Commit 483546ce4f ("libctf: make ctf_serialize() actually serialize")
accidentally broke dict compression. There were two bugs:
- ctf_arc_write_one_ctf was still making its own decision about
whether to compress the dict via direct ctf_size comparison, which is
unfortunate because now that it no longer calls ctf_serialize itself,
ctf_size is always zero when it does this: it should let the writing
functions decide on the threshold, which they contain code to do which is
simply not used for lack of one trivial wrapper to write to an fd and
also provide a compression threshold
- ctf_write_mem, the function underlying all writing as of the commit
above, was calling zlib's compressBound and avoiding compression if this
returned a value larger than the input. Unfortunately compressBound does
not do a trial compression and determine whether the result is
compressible: it just adds zlib header sizes to the value passed in, so
our test would *always* have concluded that the value was incompressible!

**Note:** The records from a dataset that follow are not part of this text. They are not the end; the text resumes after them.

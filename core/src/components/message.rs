use serde::{Deserialize, Serialize};
use std::fmt;

use crate::components::ProcessorId;

#[derive(Debug, Clone, Copy, PartialEq, Eq, PartialOrd, Ord, Hash, Serialize, Deserialize)]
pub struct MessageId(pub u64);

impl MessageId {
    pub fn index(self) -> usize {
        self.0 as usize
    }
}

impl fmt::Display for MessageId {
    fn fmt(&self, f: &mut fmt::Formatter<'_>) -> fmt::Result {
        write!(f, "#{}", self.0)
    }
}

/// External entry point of a message.
#[derive(Debug, Clone, Copy, PartialEq, Eq, Hash, Serialize, Deserialize)]
pub enum Origin {
    C2,
    C3,
}

impl Origin {
    pub fn processor(self) -> ProcessorId {
        match self {
            Origin::C2 => ProcessorId::C2,
            Origin::C3 => ProcessorId::C3,
        }
    }
}

impl fmt::Display for Origin {
    fn fmt(&self, f: &mut fmt::Formatter<'_>) -> fmt::Result {
        fmt::Display::fmt(&self.processor(), f)
    }
}

#[derive(Debug, Clone, Copy, PartialEq, Eq, Serialize, Deserialize)]
pub enum Disposition {
    Completed,
    Rejected,
}

#[derive(Debug, Clone, PartialEq, Serialize, Deserialize)]
pub struct Message {
    pub id: MessageId,
    pub origin: Origin,
    pub arrival_time: f64,
    pub start_queue_time: Option<f64>,
    pub start_proc_time: Option<f64>,
    /// Set once, when the message leaves the system.
    pub finish_time: Option<f64>,
    pub rejected: bool,
    /// Times C1 sent the message back to its origin.
    pub recirculations: u32,
}

impl Message {
    pub fn new(id: MessageId, origin: Origin, arrival_time: f64) -> Self {
        Self {
            id,
            origin,
            arrival_time,
            start_queue_time: Some(arrival_time),
            start_proc_time: None,
            finish_time: None,
            rejected: false,
            recirculations: 0,
        }
    }

    pub fn is_terminal(&self) -> bool {
        self.finish_time.is_some()
    }

    pub fn disposition(&self) -> Option<Disposition> {
        self.finish_time.map(|_| {
            if self.rejected {
                Disposition::Rejected
            } else {
                Disposition::Completed
            }
        })
    }

    /// Total time in the system, for terminal messages.
    pub fn sojourn(&self) -> Option<f64> {
        self.finish_time.map(|t| t - self.arrival_time)
    }

    /// Time spent waiting in the origin queue during the last pass.
    pub fn queue_wait(&self) -> Option<f64> {
        match (self.start_queue_time, self.start_proc_time) {
            (Some(q), Some(p)) => Some(p - q),
            _ => None,
        }
    }

    pub(crate) fn requeue(&mut self, now: f64) {
        self.start_queue_time = Some(now);
        self.recirculations += 1;
    }

    pub(crate) fn reject(&mut self, now: f64) {
        self.rejected = true;
        self.finish_time = Some(now);
    }

    pub(crate) fn complete(&mut self, now: f64) {
        self.finish_time = Some(now);
    }
}
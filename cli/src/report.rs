//! Text rendering of run statistics and batch summaries.

use std::io::{self, Write};
use trinode_core::{BatchSummary, Category, Metric, RunStats};

const RULE_WIDTH: usize = 40;

/// Fractions are reported as percentages.
fn display_value(metric: Metric, value: f64) -> f64 {
    if metric.unit() == "%" {
        value * 100.0
    } else {
        value
    }
}

fn interval_label(metric: Metric) -> &'static str {
    match metric {
        Metric::TimeC2 => "Time (C2)",
        Metric::TimeC3 => "Time (C3)",
        Metric::TimeRejected => "Time (Rejected)",
        _ => "Total Time",
    }
}

fn category_label(category: Category) -> &'static str {
    match category {
        Category::C2Success => "C2 completed",
        Category::C3Success => "C3 completed",
        Category::C3Rejected => "C3 rejected",
    }
}

fn banner<W: Write>(out: &mut W, title: &str) -> io::Result<()> {
    writeln!(out, "{}", "=".repeat(RULE_WIDTH))?;
    writeln!(out, "{:^width$}", title, width = RULE_WIDTH)?;
    writeln!(out, "{}", "=".repeat(RULE_WIDTH))
}

fn metric_line<W: Write>(out: &mut W, metric: Metric, value: f64) -> io::Result<()> {
    writeln!(
        out,
        "{:<24}: {:.4} {}",
        metric.label(),
        display_value(metric, value),
        metric.unit()
    )
}

/// Every scalar metric of one run, followed by counts and sojourn quantiles.
pub fn write_run<W: Write>(out: &mut W, stats: &RunStats) -> io::Result<()> {
    for metric in Metric::ALL {
        metric_line(out, metric, stats.metric(metric))?;
    }
    for category in Category::ALL {
        writeln!(
            out,
            "{:<24}: {}",
            category_label(category),
            stats.category(category).count
        )?;
    }
    writeln!(out, "{:<24}: {}", "Still in system", stats.in_flight)?;
    writeln!(
        out,
        "{:<24}: p50 {:.3} s, p95 {:.3} s, p99 {:.3} s, max {:.3} s",
        "Time in system",
        stats.sojourn.p50,
        stats.sojourn.p95,
        stats.sojourn.p99,
        stats.sojourn.max
    )?;
    let c = &stats.counters;
    writeln!(
        out,
        "{:<24}: C2 {}, C3 {}, rejected {}, sent by C1 {}",
        "Counters", c.arrivals_c2, c.arrivals_c3, c.rejected_by_c3, c.sent_by_c1
    )
}

pub fn write_run_summaries<W: Write>(out: &mut W, runs: &[RunStats]) -> io::Result<()> {
    banner(out, "RUN SUMMARIES")?;
    for stats in runs {
        writeln!(
            out,
            "Run {:>2}: Avg total time = {:.2} s | Efficiency = {:.2}",
            stats.run_index,
            stats.metric(Metric::TimeAll),
            stats.metric(Metric::EfficiencyAll)
        )?;
    }
    Ok(())
}

pub fn write_summary<W: Write>(out: &mut W, summary: &BatchSummary) -> io::Result<()> {
    writeln!(out)?;
    banner(out, "AVERAGE METRICS")?;
    for &(metric, value) in &summary.averages {
        metric_line(out, metric, value)?;
    }

    writeln!(out)?;
    banner(out, "95% CONFIDENCE INTERVALS")?;
    for &(metric, ci) in &summary.intervals {
        writeln!(
            out,
            "{:<18}: [{:.2}, {:.2}] s",
            interval_label(metric),
            ci.low,
            ci.high
        )?;
    }
    Ok(())
}

/// The full results document: per-run details, then the batch summary.
pub fn write_results<W: Write>(
    out: &mut W,
    runs: &[RunStats],
    summary: &BatchSummary,
) -> io::Result<()> {
    writeln!(out, "=== DETAILED RUN STATISTICS ===\n")?;
    for stats in runs {
        writeln!(out, "--- Run {} ---", stats.run_index)?;
        write_run(out, stats)?;
        writeln!(out)?;
    }
    write_run_summaries(out, runs)?;
    write_summary(out, summary)
}
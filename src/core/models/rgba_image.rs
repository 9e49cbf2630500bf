use crate::global_constants::BYTES_PER_PIXEL;

/// Canonical capture output: row-major R,G,B,A bytes with alpha always 255.
#[derive(Clone, PartialEq, Eq)]
pub struct RgbaImage {
    width: u32,
    height: u32,
    bytes: Vec<u8>,
}

impl std::fmt::Debug for RgbaImage {
    fn fmt(&self, f: &mut std::fmt::Formatter<'_>) -> std::fmt::Result {
        f.debug_struct("RgbaImage")
            .field("width", &self.width)
            .field("height", &self.height)
            .field("length", &self.bytes.len())
            .finish()
    }
}

impl RgbaImage {
    pub(crate) fn build_from_normalized_bytes(width: u32, height: u32, bytes: Vec<u8>) -> Self {
        debug_assert_eq!(
            bytes.len(),
            width as usize * height as usize * BYTES_PER_PIXEL
        );

        log::debug!(
            "[RGBA_IMAGE] building image: {}x{}, {} bytes",
            width,
            height,
            bytes.len()
        );

        Self {
            width,
            height,
            bytes,
        }
    }

    pub fn width(&self) -> u32 {
        self.width
    }

    pub fn height(&self) -> u32 {
        self.height
    }

    /// Always `width * height * 4`.
    pub fn len(&self) -> usize {
        self.bytes.len()
    }

    pub fn is_empty(&self) -> bool {
        self.bytes.is_empty()
    }

    pub fn as_bytes(&self) -> &[u8] {
        &self.bytes
    }

    /// Hands the buffer to the caller. Nothing else keeps a reference to it.
    pub fn into_bytes(self) -> Vec<u8> {
        self.bytes
    }

    pub fn into_image_buffer(self) -> Option<image::RgbaImage> {
        image::RgbaImage::from_raw(self.width, self.height, self.bytes)
    }
}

Avoid by simply always compressing if the raw size is larger than the
threshold: zlib is quite clever enough to avoid actually compressing
if the data is incompressible.
Add a testcase for this.
libctf/
* ctf-impl.h (ctf_write_thresholded): New...
* ctf-serialize.c (ctf_write_thresholded): ... defined here,
a wrapper around...
(ctf_write_mem): ... this. Don't check compressibility.
(ctf_compress_write): Reimplement as a ctf_write_thresholded
wrapper.
(ctf_write): Likewise.
* ctf-archive.c (arc_write_one_ctf): Just call
ctf_write_thresholded rather than trying to work out whether
to compress.
* testsuite/libctf-writable/ctf-compressed.*: New test.